▶ [PROVIDED DATA]:
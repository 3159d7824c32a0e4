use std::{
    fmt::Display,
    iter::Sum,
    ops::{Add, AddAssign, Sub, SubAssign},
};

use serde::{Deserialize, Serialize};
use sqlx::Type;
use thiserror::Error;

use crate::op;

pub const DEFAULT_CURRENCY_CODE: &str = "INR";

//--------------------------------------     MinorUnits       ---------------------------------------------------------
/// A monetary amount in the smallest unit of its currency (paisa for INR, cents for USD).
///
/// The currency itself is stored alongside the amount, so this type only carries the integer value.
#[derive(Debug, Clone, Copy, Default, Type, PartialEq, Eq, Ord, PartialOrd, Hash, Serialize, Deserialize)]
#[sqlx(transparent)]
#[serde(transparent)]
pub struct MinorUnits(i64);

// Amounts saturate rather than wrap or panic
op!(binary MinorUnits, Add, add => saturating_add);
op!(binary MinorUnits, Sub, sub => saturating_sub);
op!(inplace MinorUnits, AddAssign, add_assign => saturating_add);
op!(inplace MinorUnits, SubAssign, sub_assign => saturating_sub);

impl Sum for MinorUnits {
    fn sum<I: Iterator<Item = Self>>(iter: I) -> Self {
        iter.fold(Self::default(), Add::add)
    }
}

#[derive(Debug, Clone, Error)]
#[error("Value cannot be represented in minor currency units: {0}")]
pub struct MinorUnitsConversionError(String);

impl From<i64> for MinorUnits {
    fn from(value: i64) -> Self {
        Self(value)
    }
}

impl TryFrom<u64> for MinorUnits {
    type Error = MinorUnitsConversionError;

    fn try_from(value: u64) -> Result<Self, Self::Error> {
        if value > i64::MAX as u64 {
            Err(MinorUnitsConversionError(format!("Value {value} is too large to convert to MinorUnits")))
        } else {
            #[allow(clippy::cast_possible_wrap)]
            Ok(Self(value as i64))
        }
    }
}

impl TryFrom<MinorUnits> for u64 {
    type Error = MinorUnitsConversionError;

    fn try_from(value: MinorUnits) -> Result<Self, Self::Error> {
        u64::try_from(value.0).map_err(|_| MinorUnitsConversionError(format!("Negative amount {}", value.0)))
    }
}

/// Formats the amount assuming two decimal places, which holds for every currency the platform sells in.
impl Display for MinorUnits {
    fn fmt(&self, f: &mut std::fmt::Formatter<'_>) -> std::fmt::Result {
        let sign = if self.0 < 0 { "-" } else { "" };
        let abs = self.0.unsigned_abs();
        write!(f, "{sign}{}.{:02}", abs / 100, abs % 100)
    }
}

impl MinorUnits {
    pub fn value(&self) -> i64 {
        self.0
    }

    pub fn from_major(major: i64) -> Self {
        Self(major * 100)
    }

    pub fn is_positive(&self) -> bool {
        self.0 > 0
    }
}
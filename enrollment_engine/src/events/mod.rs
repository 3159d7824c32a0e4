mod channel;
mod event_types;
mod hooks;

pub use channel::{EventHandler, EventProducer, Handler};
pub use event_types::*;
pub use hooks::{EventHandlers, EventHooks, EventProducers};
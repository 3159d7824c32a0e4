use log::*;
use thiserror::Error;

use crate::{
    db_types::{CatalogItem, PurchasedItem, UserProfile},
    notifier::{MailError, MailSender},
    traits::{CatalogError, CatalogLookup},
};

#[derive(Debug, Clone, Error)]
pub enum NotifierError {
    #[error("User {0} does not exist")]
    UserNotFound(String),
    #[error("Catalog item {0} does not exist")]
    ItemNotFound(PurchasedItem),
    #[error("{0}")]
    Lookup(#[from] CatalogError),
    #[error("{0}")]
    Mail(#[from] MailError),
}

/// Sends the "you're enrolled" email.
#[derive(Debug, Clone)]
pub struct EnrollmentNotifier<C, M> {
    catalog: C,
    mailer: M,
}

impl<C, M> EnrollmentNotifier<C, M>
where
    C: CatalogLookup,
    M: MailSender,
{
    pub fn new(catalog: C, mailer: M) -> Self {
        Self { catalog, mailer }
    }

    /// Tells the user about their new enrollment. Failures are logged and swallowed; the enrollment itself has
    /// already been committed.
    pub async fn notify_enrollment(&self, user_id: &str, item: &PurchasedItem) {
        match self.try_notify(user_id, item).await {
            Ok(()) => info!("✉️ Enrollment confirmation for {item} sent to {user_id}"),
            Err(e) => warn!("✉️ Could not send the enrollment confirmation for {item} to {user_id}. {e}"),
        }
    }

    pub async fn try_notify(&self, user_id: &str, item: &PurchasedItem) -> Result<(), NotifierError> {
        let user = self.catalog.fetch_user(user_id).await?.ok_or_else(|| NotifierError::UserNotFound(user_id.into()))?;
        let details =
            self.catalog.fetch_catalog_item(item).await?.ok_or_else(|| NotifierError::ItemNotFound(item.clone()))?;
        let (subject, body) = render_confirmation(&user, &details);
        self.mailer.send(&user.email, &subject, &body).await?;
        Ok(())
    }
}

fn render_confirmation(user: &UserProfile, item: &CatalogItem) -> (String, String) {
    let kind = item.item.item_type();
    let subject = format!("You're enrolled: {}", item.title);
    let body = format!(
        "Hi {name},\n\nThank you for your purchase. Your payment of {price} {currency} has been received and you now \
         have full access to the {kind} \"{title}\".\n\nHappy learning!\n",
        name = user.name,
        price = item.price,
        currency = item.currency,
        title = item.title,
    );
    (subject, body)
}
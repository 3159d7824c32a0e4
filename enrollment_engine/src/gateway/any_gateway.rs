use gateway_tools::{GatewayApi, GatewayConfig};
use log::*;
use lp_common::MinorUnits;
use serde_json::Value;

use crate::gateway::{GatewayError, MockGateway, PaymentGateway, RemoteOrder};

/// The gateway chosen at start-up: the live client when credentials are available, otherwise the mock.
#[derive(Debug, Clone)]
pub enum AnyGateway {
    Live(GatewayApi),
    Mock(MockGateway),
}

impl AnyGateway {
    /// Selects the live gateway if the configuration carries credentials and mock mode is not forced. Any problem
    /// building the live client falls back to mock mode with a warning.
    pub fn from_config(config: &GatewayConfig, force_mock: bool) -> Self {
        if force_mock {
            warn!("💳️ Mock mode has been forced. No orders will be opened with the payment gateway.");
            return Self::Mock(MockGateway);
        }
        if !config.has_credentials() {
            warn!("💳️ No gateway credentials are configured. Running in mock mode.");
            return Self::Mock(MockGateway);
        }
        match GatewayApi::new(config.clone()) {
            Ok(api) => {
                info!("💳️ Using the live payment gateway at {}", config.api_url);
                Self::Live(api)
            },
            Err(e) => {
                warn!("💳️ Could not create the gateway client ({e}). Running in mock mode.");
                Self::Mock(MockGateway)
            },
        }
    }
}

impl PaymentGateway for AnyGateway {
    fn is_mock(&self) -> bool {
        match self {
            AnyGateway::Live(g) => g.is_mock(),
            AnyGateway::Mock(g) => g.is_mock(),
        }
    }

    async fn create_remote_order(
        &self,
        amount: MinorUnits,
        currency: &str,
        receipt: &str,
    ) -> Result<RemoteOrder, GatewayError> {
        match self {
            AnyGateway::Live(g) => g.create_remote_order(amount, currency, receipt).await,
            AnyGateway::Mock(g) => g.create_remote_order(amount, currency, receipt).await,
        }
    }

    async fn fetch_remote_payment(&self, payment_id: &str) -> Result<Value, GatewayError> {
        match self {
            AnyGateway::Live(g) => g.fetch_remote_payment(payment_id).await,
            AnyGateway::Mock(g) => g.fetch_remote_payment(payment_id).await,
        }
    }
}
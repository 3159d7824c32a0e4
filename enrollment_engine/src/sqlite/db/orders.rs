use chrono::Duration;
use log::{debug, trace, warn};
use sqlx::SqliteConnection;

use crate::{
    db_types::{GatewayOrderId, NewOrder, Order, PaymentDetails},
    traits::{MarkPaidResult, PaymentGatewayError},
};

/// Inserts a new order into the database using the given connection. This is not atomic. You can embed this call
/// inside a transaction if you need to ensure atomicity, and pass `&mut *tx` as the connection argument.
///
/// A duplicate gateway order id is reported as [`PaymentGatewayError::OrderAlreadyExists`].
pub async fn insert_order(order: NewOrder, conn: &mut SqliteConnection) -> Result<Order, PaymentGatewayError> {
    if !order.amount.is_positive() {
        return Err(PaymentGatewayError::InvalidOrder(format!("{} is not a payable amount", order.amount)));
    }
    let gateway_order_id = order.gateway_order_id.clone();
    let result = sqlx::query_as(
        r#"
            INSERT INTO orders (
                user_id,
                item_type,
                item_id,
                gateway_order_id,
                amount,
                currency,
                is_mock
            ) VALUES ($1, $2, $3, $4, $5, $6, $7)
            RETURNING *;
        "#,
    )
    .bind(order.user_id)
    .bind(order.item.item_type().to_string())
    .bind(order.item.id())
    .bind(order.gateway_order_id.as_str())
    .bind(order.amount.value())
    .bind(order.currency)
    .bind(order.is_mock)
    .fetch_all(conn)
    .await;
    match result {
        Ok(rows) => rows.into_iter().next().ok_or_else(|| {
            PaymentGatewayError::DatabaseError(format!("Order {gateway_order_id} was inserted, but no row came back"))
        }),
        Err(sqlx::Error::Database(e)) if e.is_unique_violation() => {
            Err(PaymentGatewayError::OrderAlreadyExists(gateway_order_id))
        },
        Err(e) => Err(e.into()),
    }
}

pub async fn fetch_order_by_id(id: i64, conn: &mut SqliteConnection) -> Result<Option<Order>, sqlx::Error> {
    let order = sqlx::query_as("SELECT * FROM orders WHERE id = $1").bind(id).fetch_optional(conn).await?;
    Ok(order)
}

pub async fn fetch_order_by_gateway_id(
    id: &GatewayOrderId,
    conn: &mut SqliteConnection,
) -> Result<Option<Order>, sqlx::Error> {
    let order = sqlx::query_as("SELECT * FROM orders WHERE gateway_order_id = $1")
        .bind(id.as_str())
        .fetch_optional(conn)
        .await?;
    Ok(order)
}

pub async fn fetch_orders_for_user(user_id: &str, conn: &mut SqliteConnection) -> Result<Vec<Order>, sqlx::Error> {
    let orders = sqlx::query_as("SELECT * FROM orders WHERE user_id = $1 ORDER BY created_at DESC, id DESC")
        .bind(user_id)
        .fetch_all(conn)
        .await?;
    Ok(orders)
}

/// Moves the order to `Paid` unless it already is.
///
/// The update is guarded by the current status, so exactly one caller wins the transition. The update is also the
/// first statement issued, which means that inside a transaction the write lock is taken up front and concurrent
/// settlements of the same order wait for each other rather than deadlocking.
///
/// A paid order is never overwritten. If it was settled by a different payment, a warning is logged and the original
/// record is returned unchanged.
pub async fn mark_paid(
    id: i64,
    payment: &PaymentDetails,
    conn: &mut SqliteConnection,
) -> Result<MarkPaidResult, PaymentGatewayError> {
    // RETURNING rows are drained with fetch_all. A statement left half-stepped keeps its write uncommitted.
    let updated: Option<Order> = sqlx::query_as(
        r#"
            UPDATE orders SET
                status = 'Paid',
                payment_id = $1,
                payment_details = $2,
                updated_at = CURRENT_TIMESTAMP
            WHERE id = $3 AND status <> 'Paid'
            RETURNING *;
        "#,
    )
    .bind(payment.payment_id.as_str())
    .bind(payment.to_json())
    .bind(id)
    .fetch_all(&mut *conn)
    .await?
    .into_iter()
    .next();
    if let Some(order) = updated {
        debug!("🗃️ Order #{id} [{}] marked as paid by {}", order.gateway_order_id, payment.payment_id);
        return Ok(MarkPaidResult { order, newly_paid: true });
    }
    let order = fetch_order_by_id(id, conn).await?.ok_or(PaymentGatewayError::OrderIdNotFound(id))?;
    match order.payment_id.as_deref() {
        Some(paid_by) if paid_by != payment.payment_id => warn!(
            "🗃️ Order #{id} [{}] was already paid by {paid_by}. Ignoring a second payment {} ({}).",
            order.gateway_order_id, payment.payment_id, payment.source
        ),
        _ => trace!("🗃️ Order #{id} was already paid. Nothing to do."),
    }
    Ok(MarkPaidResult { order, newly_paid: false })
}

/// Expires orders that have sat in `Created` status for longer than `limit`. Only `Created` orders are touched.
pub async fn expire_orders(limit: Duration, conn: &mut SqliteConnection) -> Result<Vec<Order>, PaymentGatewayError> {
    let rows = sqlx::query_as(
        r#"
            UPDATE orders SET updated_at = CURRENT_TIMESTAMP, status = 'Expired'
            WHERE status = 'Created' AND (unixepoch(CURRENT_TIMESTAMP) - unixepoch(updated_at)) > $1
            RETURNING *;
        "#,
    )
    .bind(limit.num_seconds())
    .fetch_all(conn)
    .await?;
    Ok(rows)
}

▶ [TASK PROMPT]:
What do the lines of the material read, from the first through the line with "let sign = if"? Transcribe them exactly and stop there.

▶ [RESULT OF THE EXERCISE]:
repository 3159d7824c32a0e4
use std::{
    fmt::Display,
    iter::Sum,
    ops::{Add, AddAssign, Sub, SubAssign},
};

use serde::{Deserialize, Serialize};
use sqlx::Type;
use thiserror::Error;

use crate::op;

pub const DEFAULT_CURRENCY_CODE: &str = "INR";

//--------------------------------------     MinorUnits       ---------------------------------------------------------
/// A monetary amount in the smallest unit of its currency (paisa for INR, cents for USD).
///
/// The currency itself is stored alongside the amount, so this type only carries the integer value.
#[derive(Debug, Clone, Copy, Default, Type, PartialEq, Eq, Ord, PartialOrd, Hash, Serialize, Deserialize)]
#[sqlx(transparent)]
#[serde(transparent)]
pub struct MinorUnits(i64);

// Amounts saturate rather than wrap or panic
op!(binary MinorUnits, Add, add => saturating_add);
op!(binary MinorUnits, Sub, sub => saturating_sub);
op!(inplace MinorUnits, AddAssign, add_assign => saturating_add);
op!(inplace MinorUnits, SubAssign, sub_assign => saturating_sub);

impl Sum for MinorUnits {
    fn sum<I: Iterator<Item = Self>>(iter: I) -> Self {
        iter.fold(Self::default(), Add::add)
    }
}

#[derive(Debug, Clone, Error)]
#[error("Value cannot be represented in minor currency units: {0}")]
pub struct MinorUnitsConversionError(String);

impl From<i64> for MinorUnits {
    fn from(value: i64) -> Self {
        Self(value)
    }
}

impl TryFrom<u64> for MinorUnits {
    type Error = MinorUnitsConversionError;

    fn try_from(value: u64) -> Result<Self, Self::Error> {
        if value > i64::MAX as u64 {
            Err(MinorUnitsConversionError(format!("Value {value} is too large to convert to MinorUnits")))
        } else {
            #[allow(clippy::cast_possible_wrap)]
            Ok(Self(value as i64))
        }
    }
}

impl TryFrom<MinorUnits> for u64 {
    type Error = MinorUnitsConversionError;

    fn try_from(value: MinorUnits) -> Result<Self, Self::Error> {
        u64::try_from(value.0).map_err(|_| MinorUnitsConversionError(format!("Negative amount {}", value.0)))
    }
}

/// Formats the amount assuming two decimal places, which holds for every currency the platform sells in.
impl Display for MinorUnits {
    fn fmt(&self, f: &mut std::fmt::Formatter<'_>) -> std::fmt::Result {
        let sign = if self.0 < 0 { "-" } else { "" };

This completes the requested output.